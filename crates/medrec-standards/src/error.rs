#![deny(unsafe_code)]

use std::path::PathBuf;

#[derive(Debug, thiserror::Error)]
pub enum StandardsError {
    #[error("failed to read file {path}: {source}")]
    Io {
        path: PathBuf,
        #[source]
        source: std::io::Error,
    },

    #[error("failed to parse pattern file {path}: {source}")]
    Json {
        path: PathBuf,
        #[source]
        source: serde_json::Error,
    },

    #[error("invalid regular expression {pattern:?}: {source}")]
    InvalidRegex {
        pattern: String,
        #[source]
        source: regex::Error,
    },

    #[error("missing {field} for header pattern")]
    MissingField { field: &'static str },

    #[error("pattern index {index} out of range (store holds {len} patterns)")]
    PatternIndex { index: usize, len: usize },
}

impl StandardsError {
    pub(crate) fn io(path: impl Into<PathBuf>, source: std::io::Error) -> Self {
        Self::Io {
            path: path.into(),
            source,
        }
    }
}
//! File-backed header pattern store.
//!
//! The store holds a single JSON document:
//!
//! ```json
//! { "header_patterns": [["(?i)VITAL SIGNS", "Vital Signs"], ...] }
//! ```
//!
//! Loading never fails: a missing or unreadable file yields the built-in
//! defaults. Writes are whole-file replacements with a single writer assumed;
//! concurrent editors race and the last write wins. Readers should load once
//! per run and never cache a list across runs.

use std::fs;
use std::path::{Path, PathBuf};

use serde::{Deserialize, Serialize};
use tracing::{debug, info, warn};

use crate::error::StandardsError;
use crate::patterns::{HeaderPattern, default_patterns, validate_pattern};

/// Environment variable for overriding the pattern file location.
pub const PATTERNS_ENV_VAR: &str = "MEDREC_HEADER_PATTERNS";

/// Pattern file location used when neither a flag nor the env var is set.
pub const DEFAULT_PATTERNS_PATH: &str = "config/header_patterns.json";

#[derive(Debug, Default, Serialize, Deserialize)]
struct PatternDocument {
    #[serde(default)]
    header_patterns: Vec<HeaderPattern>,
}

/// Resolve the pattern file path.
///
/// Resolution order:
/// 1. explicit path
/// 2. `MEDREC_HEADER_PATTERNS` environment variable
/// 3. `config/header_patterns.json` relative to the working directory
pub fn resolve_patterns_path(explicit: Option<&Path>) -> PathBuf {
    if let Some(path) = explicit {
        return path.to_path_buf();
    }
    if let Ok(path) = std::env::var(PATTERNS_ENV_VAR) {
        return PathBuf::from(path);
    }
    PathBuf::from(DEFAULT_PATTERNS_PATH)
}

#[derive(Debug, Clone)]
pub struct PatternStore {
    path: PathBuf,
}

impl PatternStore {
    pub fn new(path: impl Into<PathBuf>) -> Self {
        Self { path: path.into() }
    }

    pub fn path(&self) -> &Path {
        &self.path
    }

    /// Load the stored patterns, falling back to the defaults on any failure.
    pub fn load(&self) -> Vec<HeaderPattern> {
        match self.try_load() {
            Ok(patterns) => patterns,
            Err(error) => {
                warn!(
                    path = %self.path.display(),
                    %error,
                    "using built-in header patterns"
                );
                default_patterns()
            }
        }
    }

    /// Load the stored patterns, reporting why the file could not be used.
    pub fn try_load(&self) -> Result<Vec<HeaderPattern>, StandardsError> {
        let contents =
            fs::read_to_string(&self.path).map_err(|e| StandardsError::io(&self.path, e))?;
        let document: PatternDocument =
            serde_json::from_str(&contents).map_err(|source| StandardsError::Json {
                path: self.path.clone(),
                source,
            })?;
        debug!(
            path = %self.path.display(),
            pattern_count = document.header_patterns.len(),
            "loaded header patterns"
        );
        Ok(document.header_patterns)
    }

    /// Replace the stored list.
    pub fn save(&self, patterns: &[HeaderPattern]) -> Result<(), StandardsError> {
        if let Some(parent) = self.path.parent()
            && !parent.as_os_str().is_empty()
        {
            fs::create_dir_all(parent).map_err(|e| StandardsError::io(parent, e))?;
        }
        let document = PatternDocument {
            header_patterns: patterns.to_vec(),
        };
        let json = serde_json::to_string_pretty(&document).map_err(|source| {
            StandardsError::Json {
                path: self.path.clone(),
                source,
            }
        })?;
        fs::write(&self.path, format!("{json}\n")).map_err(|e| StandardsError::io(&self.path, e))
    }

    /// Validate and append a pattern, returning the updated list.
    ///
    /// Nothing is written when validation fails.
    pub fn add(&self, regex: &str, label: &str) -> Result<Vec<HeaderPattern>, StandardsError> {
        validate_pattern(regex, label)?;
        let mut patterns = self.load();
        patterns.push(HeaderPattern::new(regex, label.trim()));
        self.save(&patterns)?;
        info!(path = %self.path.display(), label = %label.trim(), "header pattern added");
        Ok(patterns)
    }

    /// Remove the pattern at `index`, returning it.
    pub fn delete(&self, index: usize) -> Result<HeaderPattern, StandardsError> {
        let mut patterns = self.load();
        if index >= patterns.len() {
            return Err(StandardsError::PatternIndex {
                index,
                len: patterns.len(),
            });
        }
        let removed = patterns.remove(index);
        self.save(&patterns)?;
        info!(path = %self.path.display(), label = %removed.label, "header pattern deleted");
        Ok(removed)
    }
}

...

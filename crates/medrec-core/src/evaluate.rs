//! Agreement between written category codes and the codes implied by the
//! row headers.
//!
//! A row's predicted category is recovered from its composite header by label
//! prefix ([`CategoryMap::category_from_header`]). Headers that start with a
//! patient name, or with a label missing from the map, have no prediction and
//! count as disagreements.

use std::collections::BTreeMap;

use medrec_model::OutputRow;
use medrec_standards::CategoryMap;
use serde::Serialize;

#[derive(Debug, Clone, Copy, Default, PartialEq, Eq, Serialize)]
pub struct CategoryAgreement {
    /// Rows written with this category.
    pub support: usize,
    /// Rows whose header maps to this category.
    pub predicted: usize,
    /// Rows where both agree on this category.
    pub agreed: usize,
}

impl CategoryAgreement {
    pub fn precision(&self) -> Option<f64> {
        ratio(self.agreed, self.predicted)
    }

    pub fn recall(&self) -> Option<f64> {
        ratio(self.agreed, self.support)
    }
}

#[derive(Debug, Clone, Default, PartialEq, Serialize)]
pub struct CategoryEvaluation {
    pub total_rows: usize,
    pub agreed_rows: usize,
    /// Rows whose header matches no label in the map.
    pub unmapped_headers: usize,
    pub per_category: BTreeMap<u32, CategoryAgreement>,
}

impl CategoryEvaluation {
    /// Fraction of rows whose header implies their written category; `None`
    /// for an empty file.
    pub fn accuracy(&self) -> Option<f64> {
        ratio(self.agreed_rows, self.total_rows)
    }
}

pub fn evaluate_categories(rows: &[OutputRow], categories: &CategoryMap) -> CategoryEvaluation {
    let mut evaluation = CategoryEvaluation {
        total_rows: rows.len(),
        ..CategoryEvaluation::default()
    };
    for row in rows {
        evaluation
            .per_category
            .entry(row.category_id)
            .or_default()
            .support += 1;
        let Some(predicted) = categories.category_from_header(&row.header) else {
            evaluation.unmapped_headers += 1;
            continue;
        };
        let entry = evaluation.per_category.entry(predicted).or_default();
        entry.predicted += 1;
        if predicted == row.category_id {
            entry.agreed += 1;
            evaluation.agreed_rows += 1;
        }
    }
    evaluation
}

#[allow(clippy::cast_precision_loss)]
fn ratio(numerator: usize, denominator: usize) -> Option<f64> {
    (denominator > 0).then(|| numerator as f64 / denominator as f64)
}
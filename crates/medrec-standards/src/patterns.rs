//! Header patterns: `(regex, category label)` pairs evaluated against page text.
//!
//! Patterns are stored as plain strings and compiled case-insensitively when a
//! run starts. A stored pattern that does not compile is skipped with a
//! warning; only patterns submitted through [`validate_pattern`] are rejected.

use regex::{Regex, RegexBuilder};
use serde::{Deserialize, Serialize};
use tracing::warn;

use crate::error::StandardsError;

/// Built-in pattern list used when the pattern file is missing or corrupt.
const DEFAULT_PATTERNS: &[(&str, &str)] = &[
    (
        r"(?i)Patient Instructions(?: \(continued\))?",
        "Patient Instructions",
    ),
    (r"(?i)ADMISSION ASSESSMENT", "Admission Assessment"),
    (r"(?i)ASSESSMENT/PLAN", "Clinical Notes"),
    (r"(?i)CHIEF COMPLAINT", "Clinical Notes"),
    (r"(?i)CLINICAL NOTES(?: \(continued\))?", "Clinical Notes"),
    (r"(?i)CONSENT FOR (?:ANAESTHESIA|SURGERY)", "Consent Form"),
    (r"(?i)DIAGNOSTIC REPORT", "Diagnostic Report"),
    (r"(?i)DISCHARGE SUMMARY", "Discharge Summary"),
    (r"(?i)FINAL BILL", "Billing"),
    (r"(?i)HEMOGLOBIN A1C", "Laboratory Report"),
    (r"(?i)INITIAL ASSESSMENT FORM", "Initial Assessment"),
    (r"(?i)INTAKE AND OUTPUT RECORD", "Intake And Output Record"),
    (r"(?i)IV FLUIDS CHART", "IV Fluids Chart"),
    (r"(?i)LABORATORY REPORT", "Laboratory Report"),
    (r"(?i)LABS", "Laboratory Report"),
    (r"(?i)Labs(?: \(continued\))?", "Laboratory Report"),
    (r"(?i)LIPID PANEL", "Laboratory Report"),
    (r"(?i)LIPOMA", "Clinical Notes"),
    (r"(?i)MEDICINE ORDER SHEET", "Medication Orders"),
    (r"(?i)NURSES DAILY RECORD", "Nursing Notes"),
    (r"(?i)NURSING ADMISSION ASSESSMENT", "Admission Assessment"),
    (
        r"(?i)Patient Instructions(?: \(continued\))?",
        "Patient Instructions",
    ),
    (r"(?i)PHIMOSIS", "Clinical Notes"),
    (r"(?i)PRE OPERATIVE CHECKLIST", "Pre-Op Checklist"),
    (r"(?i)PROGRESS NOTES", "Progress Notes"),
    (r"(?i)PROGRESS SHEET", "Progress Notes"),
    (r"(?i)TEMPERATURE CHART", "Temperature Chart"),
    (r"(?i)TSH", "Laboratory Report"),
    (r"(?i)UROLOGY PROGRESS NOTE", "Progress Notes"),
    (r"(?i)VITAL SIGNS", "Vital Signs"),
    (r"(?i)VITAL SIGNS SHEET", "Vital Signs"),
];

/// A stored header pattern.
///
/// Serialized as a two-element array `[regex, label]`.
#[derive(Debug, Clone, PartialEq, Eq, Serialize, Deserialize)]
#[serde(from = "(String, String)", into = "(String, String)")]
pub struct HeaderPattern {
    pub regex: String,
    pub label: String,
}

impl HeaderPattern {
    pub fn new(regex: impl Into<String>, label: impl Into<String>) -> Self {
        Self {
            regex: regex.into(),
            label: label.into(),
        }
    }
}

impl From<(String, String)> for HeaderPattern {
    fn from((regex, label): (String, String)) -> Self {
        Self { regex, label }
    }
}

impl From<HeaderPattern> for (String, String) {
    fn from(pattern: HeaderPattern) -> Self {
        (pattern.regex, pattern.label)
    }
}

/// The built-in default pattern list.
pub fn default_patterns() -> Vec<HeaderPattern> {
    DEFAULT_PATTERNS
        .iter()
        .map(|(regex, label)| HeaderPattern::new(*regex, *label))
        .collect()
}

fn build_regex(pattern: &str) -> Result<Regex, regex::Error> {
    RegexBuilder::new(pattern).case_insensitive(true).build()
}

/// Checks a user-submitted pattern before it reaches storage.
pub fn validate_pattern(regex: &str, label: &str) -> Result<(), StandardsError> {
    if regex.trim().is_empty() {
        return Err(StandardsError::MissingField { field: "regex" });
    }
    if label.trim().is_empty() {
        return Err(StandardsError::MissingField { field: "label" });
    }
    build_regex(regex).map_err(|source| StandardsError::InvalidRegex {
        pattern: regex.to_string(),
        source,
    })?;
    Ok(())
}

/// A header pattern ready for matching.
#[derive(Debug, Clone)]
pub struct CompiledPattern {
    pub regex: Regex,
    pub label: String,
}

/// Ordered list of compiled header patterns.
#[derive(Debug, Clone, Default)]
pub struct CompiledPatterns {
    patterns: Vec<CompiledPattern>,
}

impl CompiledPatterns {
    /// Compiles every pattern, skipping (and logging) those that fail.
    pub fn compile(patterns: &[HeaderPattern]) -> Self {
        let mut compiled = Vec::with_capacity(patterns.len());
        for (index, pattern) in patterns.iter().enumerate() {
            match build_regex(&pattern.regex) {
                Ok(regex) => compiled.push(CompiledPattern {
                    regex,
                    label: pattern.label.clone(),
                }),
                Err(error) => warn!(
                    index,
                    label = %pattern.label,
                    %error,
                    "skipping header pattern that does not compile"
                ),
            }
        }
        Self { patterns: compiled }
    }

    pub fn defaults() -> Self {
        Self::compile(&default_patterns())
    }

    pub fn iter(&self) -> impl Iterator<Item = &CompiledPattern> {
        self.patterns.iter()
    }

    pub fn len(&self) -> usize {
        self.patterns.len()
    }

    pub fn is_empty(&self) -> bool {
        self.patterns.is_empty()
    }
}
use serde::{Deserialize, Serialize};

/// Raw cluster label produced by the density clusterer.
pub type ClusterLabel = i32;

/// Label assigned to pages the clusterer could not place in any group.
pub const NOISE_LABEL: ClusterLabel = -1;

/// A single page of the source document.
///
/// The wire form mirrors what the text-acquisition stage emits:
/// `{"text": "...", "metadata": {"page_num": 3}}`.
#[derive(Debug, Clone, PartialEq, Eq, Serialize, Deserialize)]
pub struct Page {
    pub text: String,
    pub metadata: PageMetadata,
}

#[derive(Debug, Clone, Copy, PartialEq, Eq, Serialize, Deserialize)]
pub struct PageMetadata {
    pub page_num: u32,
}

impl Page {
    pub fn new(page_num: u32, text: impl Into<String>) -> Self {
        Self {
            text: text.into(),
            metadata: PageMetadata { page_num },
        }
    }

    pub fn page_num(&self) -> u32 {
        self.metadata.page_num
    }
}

--

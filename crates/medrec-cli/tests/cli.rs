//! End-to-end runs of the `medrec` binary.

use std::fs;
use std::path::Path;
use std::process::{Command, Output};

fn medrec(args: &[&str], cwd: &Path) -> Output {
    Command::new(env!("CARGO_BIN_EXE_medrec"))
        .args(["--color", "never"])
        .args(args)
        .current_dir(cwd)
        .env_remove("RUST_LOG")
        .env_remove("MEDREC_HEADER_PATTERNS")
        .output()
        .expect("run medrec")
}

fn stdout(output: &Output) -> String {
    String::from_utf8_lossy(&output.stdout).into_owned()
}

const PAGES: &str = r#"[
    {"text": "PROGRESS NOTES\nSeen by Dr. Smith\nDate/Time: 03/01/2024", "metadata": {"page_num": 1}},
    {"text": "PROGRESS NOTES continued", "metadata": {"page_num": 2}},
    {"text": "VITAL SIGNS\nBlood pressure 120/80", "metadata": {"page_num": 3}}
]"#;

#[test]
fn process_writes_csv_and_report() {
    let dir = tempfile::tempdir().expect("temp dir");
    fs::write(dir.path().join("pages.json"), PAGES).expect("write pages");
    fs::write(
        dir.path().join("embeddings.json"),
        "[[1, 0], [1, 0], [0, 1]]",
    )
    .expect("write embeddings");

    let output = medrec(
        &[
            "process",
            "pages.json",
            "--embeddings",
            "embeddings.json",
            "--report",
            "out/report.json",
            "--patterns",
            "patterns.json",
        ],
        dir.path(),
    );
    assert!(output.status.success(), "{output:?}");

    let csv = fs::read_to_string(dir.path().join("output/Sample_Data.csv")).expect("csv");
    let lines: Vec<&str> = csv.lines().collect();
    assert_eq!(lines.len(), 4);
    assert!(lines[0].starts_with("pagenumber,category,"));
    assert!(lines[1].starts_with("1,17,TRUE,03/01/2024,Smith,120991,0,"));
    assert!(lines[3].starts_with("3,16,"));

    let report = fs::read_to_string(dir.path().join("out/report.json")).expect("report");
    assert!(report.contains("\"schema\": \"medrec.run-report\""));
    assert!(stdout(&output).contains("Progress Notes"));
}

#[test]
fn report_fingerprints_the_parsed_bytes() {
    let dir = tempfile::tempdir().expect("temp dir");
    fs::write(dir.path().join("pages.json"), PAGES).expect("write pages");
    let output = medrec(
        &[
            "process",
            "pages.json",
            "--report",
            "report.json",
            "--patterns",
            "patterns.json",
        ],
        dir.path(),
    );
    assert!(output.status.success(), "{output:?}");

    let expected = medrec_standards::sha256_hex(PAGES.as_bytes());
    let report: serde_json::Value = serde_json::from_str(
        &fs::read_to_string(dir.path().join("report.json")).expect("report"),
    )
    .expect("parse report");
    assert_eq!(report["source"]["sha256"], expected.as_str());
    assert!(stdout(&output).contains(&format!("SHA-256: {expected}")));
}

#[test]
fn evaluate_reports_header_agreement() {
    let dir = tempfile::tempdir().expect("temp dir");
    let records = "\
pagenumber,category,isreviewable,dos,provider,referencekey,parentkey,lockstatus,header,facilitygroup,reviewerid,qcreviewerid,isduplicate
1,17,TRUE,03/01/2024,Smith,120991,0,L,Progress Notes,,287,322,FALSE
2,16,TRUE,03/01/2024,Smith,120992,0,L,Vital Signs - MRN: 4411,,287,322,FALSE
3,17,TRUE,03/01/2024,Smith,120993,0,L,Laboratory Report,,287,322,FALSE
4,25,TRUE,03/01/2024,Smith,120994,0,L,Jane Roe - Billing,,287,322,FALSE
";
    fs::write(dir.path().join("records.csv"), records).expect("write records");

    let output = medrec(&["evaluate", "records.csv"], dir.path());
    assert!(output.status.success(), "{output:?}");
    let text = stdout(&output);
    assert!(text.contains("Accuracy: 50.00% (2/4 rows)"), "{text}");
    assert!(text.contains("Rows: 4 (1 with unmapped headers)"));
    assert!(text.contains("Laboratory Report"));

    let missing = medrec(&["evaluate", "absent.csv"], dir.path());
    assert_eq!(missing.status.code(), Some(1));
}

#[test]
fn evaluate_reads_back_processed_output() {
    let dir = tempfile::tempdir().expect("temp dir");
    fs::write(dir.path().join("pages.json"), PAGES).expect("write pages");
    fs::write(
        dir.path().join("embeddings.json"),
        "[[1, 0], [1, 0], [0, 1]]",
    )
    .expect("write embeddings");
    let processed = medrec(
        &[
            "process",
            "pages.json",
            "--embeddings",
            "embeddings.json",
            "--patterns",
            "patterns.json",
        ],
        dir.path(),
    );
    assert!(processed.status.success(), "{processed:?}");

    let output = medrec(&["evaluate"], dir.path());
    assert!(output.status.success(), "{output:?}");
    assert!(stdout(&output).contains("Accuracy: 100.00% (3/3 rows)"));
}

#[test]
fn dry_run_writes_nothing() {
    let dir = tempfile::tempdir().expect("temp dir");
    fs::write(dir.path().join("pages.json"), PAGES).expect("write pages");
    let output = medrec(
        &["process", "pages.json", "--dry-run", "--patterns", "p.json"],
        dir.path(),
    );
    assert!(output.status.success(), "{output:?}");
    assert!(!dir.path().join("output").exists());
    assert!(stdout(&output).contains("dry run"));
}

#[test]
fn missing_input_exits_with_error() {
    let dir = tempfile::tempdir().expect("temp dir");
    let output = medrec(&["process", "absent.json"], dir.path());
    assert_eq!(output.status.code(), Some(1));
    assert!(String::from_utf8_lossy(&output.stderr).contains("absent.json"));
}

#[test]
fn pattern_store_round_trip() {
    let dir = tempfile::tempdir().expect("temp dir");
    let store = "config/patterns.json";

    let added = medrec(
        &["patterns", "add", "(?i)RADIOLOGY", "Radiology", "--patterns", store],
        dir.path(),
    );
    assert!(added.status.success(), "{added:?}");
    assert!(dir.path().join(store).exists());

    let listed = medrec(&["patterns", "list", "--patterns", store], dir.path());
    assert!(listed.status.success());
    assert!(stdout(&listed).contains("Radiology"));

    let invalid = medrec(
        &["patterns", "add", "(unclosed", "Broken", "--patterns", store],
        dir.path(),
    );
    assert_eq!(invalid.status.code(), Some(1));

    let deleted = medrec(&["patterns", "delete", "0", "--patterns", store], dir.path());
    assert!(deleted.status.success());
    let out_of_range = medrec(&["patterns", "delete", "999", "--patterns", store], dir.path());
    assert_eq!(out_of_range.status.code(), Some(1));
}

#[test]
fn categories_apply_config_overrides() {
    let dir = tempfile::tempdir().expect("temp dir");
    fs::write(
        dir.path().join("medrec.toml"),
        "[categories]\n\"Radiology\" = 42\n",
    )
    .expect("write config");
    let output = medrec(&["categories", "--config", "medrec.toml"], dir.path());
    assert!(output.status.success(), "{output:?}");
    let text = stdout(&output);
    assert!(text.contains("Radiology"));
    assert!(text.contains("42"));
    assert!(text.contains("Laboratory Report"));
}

WORK TO COMPLETE. What lines above contain "Option"? Copy them out.

FINISHED TASK.
pub fn resolve_patterns_path(explicit: Option<&Path>) -> PathBuf {
    pub fn precision(&self) -> Option<f64> {
    pub fn recall(&self) -> Option<f64> {
    pub fn accuracy(&self) -> Option<f64> {
fn ratio(numerator: usize, denominator: usize) -> Option<f64> {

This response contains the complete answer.